Records from a collection
== == ==

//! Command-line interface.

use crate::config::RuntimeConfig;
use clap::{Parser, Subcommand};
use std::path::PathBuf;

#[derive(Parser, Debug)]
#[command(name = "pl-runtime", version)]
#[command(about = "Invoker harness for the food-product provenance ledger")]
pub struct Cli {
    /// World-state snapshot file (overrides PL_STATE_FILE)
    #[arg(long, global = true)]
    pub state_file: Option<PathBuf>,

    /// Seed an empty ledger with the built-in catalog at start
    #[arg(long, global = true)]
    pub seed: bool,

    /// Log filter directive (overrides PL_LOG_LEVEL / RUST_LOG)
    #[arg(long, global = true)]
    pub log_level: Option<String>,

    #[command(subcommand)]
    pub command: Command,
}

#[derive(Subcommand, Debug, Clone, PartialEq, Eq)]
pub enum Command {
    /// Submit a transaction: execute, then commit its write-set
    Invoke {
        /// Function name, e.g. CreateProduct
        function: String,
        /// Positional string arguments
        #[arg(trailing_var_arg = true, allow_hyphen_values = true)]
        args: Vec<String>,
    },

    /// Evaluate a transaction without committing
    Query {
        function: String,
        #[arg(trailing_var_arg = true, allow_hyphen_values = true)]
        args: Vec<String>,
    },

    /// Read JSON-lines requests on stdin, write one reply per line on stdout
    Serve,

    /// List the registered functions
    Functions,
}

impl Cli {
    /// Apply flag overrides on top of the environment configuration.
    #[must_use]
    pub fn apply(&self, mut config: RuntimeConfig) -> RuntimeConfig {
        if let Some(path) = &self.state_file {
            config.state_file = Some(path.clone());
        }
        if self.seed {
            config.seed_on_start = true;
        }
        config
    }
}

== == ==

> **What you have to do**: Set down every entry exactly as it appears.

> **Answer section**:
//! Command-line interface.

use crate::config::RuntimeConfig;
use clap::{Parser, Subcommand};
use std::path::PathBuf;

#[derive(Parser, Debug)]
#[command(name = "pl-runtime", version)]
#[command(about = "Invoker harness for the food-product provenance ledger")]
pub struct Cli {
    /// World-state snapshot file (overrides PL_STATE_FILE)
    #[arg(long, global = true)]
    pub state_file: Option<PathBuf>,

    /// Seed an empty ledger with the built-in catalog at start
    #[arg(long, global = true)]
    pub seed: bool,

    /// Log filter directive (overrides PL_LOG_LEVEL / RUST_LOG)
    #[arg(long, global = true)]
    pub log_level: Option<String>,

    #[command(subcommand)]
    pub command: Command,
}

#[derive(Subcommand, Debug, Clone, PartialEq, Eq)]
pub enum Command {
    /// Submit a transaction: execute, then commit its write-set
    Invoke {
        /// Function name, e.g. CreateProduct
        function: String,
        /// Positional string arguments
        #[arg(trailing_var_arg = true, allow_hyphen_values = true)]
        args: Vec<String>,
    },

    /// Evaluate a transaction without committing
    Query {
        function: String,
        #[arg(trailing_var_arg = true, allow_hyphen_values = true)]
        args: Vec<String>,
    },

    /// Read JSON-lines requests on stdin, write one reply per line on stdout
    Serve,

    /// List the registered functions
    Functions,
}

impl Cli {
    /// Apply flag overrides on top of the environment configuration.
    #[must_use]
    pub fn apply(&self, mut config: RuntimeConfig) -> RuntimeConfig {
        if let Some(path) = &self.state_file {
            config.state_file = Some(path.clone());
        }
        if self.seed {
            config.seed_on_start = true;
        }
        config
    }
}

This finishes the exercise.